Q ダウン症の妊娠は母親の年齢が関係しますか?
A 精子や卵子をつくる過程での異常が原因ですから、どの夫婦もダウン症のお子さんをもつ可能性がありますが、ダウン症の妊娠は女性の年齢の上昇に伴って高くなることが分かっています。一方、父親の年齢はほとんど関係していないようです。
分娩予定日の
母体年齢
Down症の確率 分娩予定日の
母体年齢
Down症の確率 分娩予定日の
母体年齢
Down症の確率
20歳 1:1,450 30歳 1:940 40歳 1:85
21歳 1:1,450 31歳 1:820 41歳 1:70
22歳 1:1,450 32歳 1:700 42歳 1:55
23歳 1:1,400 33歳 1:570 43歳 1:45
24歳 1:1,400 34歳 1:460 44歳 1:40
25歳 1:1,350 35歳 1:350 45歳 1:35
26歳 1:1,300 36歳 1:270 46歳 1:30
27歳 1:1,200 37歳 1:200 47歳 1:30
28歳 1:1,150 38歳 1:150 48歳 1:30
29歳 1:1,050 39歳 1:110 49歳 1:25

Morrisら(2003年)の調査による

Q 両親のいずれかが染色体異常を持っている場合は?
A 両親の一方が相互転座や逆位など、染色体の構造異常を持っている場合です。上で記載した転座型ダウン症の親がもつロバートソン型転座の場合も同じです。このような人は、特に何ら症状はありませんが、妊娠して生まれた赤ちゃんが不均衡な染色体を受け継ぎ、重篤な疾患を伴う頻度が高くなることがあります。

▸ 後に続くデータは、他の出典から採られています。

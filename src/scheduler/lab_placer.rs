use crate::error::Diagnostic;
use crate::scheduler::common::{block_cells, valid_teacher_group_row};
use crate::types::{
    Class, ClassId, ClassKind, Dataset, GroupId, PlacementState, Year, BREAK_SLOTS, DAYS_PER_WEEK,
    LAB_WINDOWS, SLOTS_PER_DAY,
};
use std::collections::HashMap;

/// Per (group, day) occupancy used for the daily lab limits: at most one
/// lab of the same subject, at most two labs in total.
#[derive(Default)]
struct DailyLabCounts {
    total: HashMap<(GroupId, usize), usize>,
    by_subject: HashMap<(GroupId, usize, String), usize>,
}

impl DailyLabCounts {
    fn allows(&self, group: GroupId, day: usize, subject: &str) -> bool {
        let total = self.total.get(&(group, day)).copied().unwrap_or(0);
        let same_subject = self
            .by_subject
            .get(&(group, day, subject.to_string()))
            .copied()
            .unwrap_or(0);
        total < 2 && same_subject < 1
    }

    fn record(&mut self, group: GroupId, day: usize, subject: &str) {
        *self.total.entry((group, day)).or_insert(0) += 1;
        *self
            .by_subject
            .entry((group, day, subject.to_string()))
            .or_insert(0) += 1;
    }
}

/// Phase A: places every lab `Class` before any lecture, honoring
/// multi-slot continuity and the two canonical lab windows.
pub fn place_labs(
    dataset: &Dataset,
    state: &mut PlacementState,
    year: Year,
    diagnostics: &mut Vec<Diagnostic>,
) {
    let mut lab_ids: Vec<ClassId> = dataset
        .classes
        .iter()
        .filter(|c| c.kind == ClassKind::Lab)
        .map(|c| c.id)
        .collect();
    lab_ids.sort_by(|a, b| {
        let ca = dataset.class(*a);
        let cb = dataset.class(*b);
        cb.duration
            .cmp(&ca.duration)
            .then_with(|| ca.subject.cmp(&cb.subject))
    });

    let mut counts = DailyLabCounts::default();
    let mut required: HashMap<(String, GroupId), usize> = HashMap::new();
    let mut scheduled: HashMap<(String, GroupId), usize> = HashMap::new();
    for &id in &lab_ids {
        let class = dataset.class(id);
        for &g in &class.groups {
            *required.entry((class.subject.clone(), g)).or_insert(0) += 1;
        }
    }

    let mut still_unplaced = Vec::new();
    for id in lab_ids {
        let class = dataset.class(id).clone();
        let placed = try_preferred_room(dataset, state, &class, id, &mut counts)
            || try_fallback_rooms(dataset, state, &class, id, &mut counts);
        if placed {
            for &g in &class.groups {
                *scheduled.entry((class.subject.clone(), g)).or_insert(0) += 1;
            }
        } else {
            still_unplaced.push(id);
        }
    }

    // Final retry: a last scan across every day, window, and lab room,
    // ignoring the per-day lab-count limits that gated the two passes above.
    for id in still_unplaced {
        let class = dataset.class(id).clone();
        if try_final_retry(dataset, state, &class, id, &mut counts) {
            for &g in &class.groups {
                *scheduled.entry((class.subject.clone(), g)).or_insert(0) += 1;
            }
        } else {
            diagnostics.push(Diagnostic::UnplacedClass {
                year,
                class: id,
                subject: class.subject.clone(),
            });
        }
    }

    for ((subject, group), req) in required {
        let sched = scheduled.get(&(subject.clone(), group)).copied().unwrap_or(0);
        if sched < req {
            diagnostics.push(Diagnostic::QuotaShortfall {
                year,
                subject,
                group,
                required: req,
                scheduled: sched,
            });
        }
    }
}

/// Pass 1: day outer, window inner, the single room `DataBuilder` resolved
/// as this lab's preferred room. A no-op if the class has none.
fn try_preferred_room(
    dataset: &Dataset,
    state: &mut PlacementState,
    class: &Class,
    class_id: ClassId,
    counts: &mut DailyLabCounts,
) -> bool {
    let Some(room) = class.preferred_room else {
        return false;
    };
    for day in 0..DAYS_PER_WEEK {
        if !class.groups.iter().all(|&g| counts.allows(g, day, &class.subject)) {
            continue;
        }
        if try_window(dataset, state, class, class_id, day, room.0, counts) {
            return true;
        }
    }
    false
}

/// Pass 2: every other allowed room in turn (fallback reassignment), each
/// tried day outer / window inner, same daily-limit gating as pass 1.
fn try_fallback_rooms(
    dataset: &Dataset,
    state: &mut PlacementState,
    class: &Class,
    class_id: ClassId,
    counts: &mut DailyLabCounts,
) -> bool {
    for &room in &class.allowed_rooms {
        if Some(room) == class.preferred_room {
            continue;
        }
        for day in 0..DAYS_PER_WEEK {
            if !class.groups.iter().all(|&g| counts.allows(g, day, &class.subject)) {
                continue;
            }
            if try_window(dataset, state, class, class_id, day, room.0, counts) {
                return true;
            }
        }
    }
    false
}

/// Pass 3: final retry for classes the first two passes couldn't seat —
/// day outer, window inner, every lab room inner, ignoring the per-day lab
/// count limits entirely.
fn try_final_retry(
    dataset: &Dataset,
    state: &mut PlacementState,
    class: &Class,
    class_id: ClassId,
    counts: &mut DailyLabCounts,
) -> bool {
    for day in 0..DAYS_PER_WEEK {
        for window in LAB_WINDOWS {
            if class.duration > window.len() {
                continue;
            }
            let start_row = day * SLOTS_PER_DAY + window[0];
            for &room in &class.allowed_rooms {
                if candidate_ok(dataset, state, class, start_row, room.0) {
                    let cells = block_cells(start_row, room.0, class.duration);
                    state.place(dataset, class_id, cells);
                    for &g in &class.groups {
                        counts.record(g, day, &class.subject);
                    }
                    return true;
                }
            }
        }
    }
    false
}

/// Tries every valid window at `(day, room)`, committing and recording the
/// first one that checks out. Shared by passes 1 and 2.
fn try_window(
    dataset: &Dataset,
    state: &mut PlacementState,
    class: &Class,
    class_id: ClassId,
    day: usize,
    room: usize,
    counts: &mut DailyLabCounts,
) -> bool {
    for window in LAB_WINDOWS {
        if class.duration > window.len() {
            continue;
        }
        let start_row = day * SLOTS_PER_DAY + window[0];
        if candidate_ok(dataset, state, class, start_row, room) {
            let cells = block_cells(start_row, room, class.duration);
            state.place(dataset, class_id, cells);
            for &g in &class.groups {
                counts.record(g, day, &class.subject);
            }
            return true;
        }
    }
    false
}

fn candidate_ok(
    dataset: &Dataset,
    state: &PlacementState,
    class: &crate::types::Class,
    start_row: usize,
    col: usize,
) -> bool {
    let cells = block_cells(start_row, col, class.duration);
    if cells.iter().any(|&(r, c)| !state.free.contains(&(r, c))) {
        return false;
    }
    let day = start_row / SLOTS_PER_DAY;
    if cells
        .iter()
        .any(|&(r, _)| BREAK_SLOTS.contains(&(r - day * SLOTS_PER_DAY)))
    {
        return false;
    }
    // cross-batch lab exclusivity: no other batch may already hold this
    // room for any slot in range (implied by FreeSet membership since a
    // lab room column is only ever occupied by one class at a time).
    cells
        .iter()
        .all(|&(r, _)| valid_teacher_group_row(dataset, state, class, r))
}

#[cfg(test)]
mod tests {
    use super::*;
    use crate::scheduler::data_builder::build_dataset;

    fn config_with_lab(batches: i64, labs: i64, lab_hours: i64, num_labs: i64) -> crate::types::Config {
        use crate::types::{SubjectConfig, Year, YearConfig};
        use std::collections::BTreeMap;
        let mut years = BTreeMap::new();
        years.insert(
            Year::Sy,
            YearConfig {
                semester: None,
                subjects: vec![SubjectConfig {
                    name: "Physics".to_string(),
                    hours: 0,
                    labs,
                    lab_name: None,
                    lab_hours,
                }],
            },
        );
        let mut batch_map = BTreeMap::new();
        batch_map.insert(Year::Sy, batches);
        crate::types::Config {
            num_classrooms: 0,
            num_labs,
            lab_names: None,
            batches: batch_map,
            timings: Default::default(),
            years,
        }
    }

    #[test]
    fn places_lab_inside_a_canonical_window() {
        let cfg = config_with_lab(1, 1, 2, 1);
        let ds = build_dataset(&cfg, Year::Sy);
        let mut state = PlacementState::new(&ds);
        let mut diags = Vec::new();
        place_labs(&ds, &mut state, Year::Sy, &mut diags);

        assert_eq!(state.filled.len(), 1);
        let cells = state.filled.values().next().unwrap();
        let first_row = cells[0].0;
        let slot = first_row % SLOTS_PER_DAY;
        assert!(LAB_WINDOWS.iter().any(|w| w[0] == slot));
    }

    #[test]
    fn two_batches_sharing_one_lab_land_on_different_windows() {
        let cfg = config_with_lab(2, 1, 2, 1);
        let ds = build_dataset(&cfg, Year::Sy);
        let mut state = PlacementState::new(&ds);
        let mut diags = Vec::new();
        place_labs(&ds, &mut state, Year::Sy, &mut diags);

        let starts: Vec<usize> = state.filled.values().map(|c| c[0].0).collect();
        assert_eq!(starts.len(), 2);
        assert_ne!(starts[0], starts[1]);
    }

    #[test]
    fn preferred_room_resolves_positionally_when_lab_name_does_not_match_any_room() {
        use crate::types::{SubjectConfig, Year, YearConfig};
        use std::collections::BTreeMap;

        let mut years = BTreeMap::new();
        years.insert(
            Year::Sy,
            YearConfig {
                semester: None,
                subjects: vec![SubjectConfig {
                    name: "Programming Fundamentals".to_string(),
                    hours: 0,
                    labs: 1,
                    lab_name: Some("Programming Lab".to_string()),
                    lab_hours: 2,
                }],
            },
        );
        let mut batches = BTreeMap::new();
        batches.insert(Year::Sy, 1);
        let cfg = crate::types::Config {
            num_classrooms: 0,
            num_labs: 2,
            lab_names: Some(vec!["Lab A".to_string(), "Lab B".to_string()]),
            batches,
            timings: Default::default(),
            years,
        };

        let ds = build_dataset(&cfg, Year::Sy);
        let class = ds.classes.iter().find(|c| c.kind == ClassKind::Lab).unwrap();
        // "Programming Lab" matches no actual room name, so resolution
        // falls back to this subject's position (0) in `lab_names`.
        let room = ds.rooms[class.preferred_room.unwrap().0].name.clone();
        assert_eq!(room, "Lab A");
    }

    #[test]
    fn fallback_room_pass_engages_once_the_preferred_room_is_full() {
        use crate::types::{SubjectConfig, Year, YearConfig};
        use std::collections::BTreeMap;

        let mut years = BTreeMap::new();
        years.insert(
            Year::Sy,
            YearConfig {
                semester: None,
                subjects: vec![SubjectConfig {
                    name: "Chemistry".to_string(),
                    hours: 0,
                    labs: 1,
                    lab_name: Some("X".to_string()),
                    lab_hours: 1,
                }],
            },
        );
        let mut batches = BTreeMap::new();
        // Ten groups exactly fill room X's ten weekly day/window slots
        // (5 days x 2 windows, duration 1); the eleventh must fall back.
        batches.insert(Year::Sy, 11);
        let cfg = crate::types::Config {
            num_classrooms: 0,
            num_labs: 2,
            lab_names: Some(vec!["X".to_string(), "Y".to_string()]),
            batches,
            timings: Default::default(),
            years,
        };

        let ds = build_dataset(&cfg, Year::Sy);
        let mut state = PlacementState::new(&ds);
        let mut diags = Vec::new();
        place_labs(&ds, &mut state, Year::Sy, &mut diags);

        assert_eq!(state.filled.len(), 11);
        let room_y_col = ds.rooms.iter().find(|r| r.name == "Y").unwrap().id.0;
        assert!(state.filled.values().any(|cells| cells[0].1 == room_y_col));
    }
}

その頻度は、構造異常の種類(相互転座、ロバートソン型転座、あるいは逆位)、またその構造異常をお母さんが持っている場合とお父さんが持っている場合で異なりますが、次のお子さんの10%以上が先天異常児となる場合があります。
Q 前に染色体異常のお子さんを産んだ場合、再発は?
A 前に染色体異常のお子さんをお産みになった場合、次の妊娠で同じ染色体異常のお子さんが生まれる頻度は、そのお母さんの年齢と同じ女性が同じ異常児を出産する確率より数倍~10倍程度高くなることが知られています。
この原因はよく分かっていませんが、身体を構成しているほとんどの組織では染色体が正常でも、性腺(卵巣や精巣)に染色体異常の細胞が混在している場合があり(モザイクといいます)、それが原因ではないかと考えられています。この場合は、卵子や精子が染色体異常をもつ頻度が高くなることが予想されます。
Q 出生前診断を受ければ、私の子どもは先天異常でないことが完全に保証されるのでしょうか?
A いいえ、そうではありません。羊水や絨毛診断の結果が正常であれば染色体異常でないことを知ることはできるでしょう。
しかし、他の原因による先天異常がまったくないことを保証するものではありません。
Q 羊水穿刺や絨毛採取は安全ですか?
A 羊水穿刺は日本でも長年にわたり年に15,000例ほど行われています。その安全性については注意深く調査されていますが、羊水穿刺の結果、流産する頻度は500から600回に1回ぐらいです。
妊娠9~11週に行われる絨毛採取ではこの妊娠時期の自然流産と同じ1%程度のリスクです。
Q もしも、私の赤ちゃんがダウン症や他の染色体異常、遺伝子異常だったら?
A もしも、赤ちゃんがこれらの異常をもっていることがはっきりしたら、あなたはその病気がどのような経過をとるのかなどを主治医、臨床遺伝専門医、あるいは遺伝カウンセラーと十分に話し合うことをお勧めします。
また、あなたが生まれる赤ちゃんをどのように育てていけば良いかについて相談を希望される場合は、それぞれの疾患について特別な支援団体がありますので紹介していただけるでしょう。
Q 検査を申し込むにはどうしたらよいですか?
A 弊社では妊婦さまからの直接のご依頼は受けておりません。
検査をご希望の方は、かかりつけのお医者さまにご相談をお願いいたします。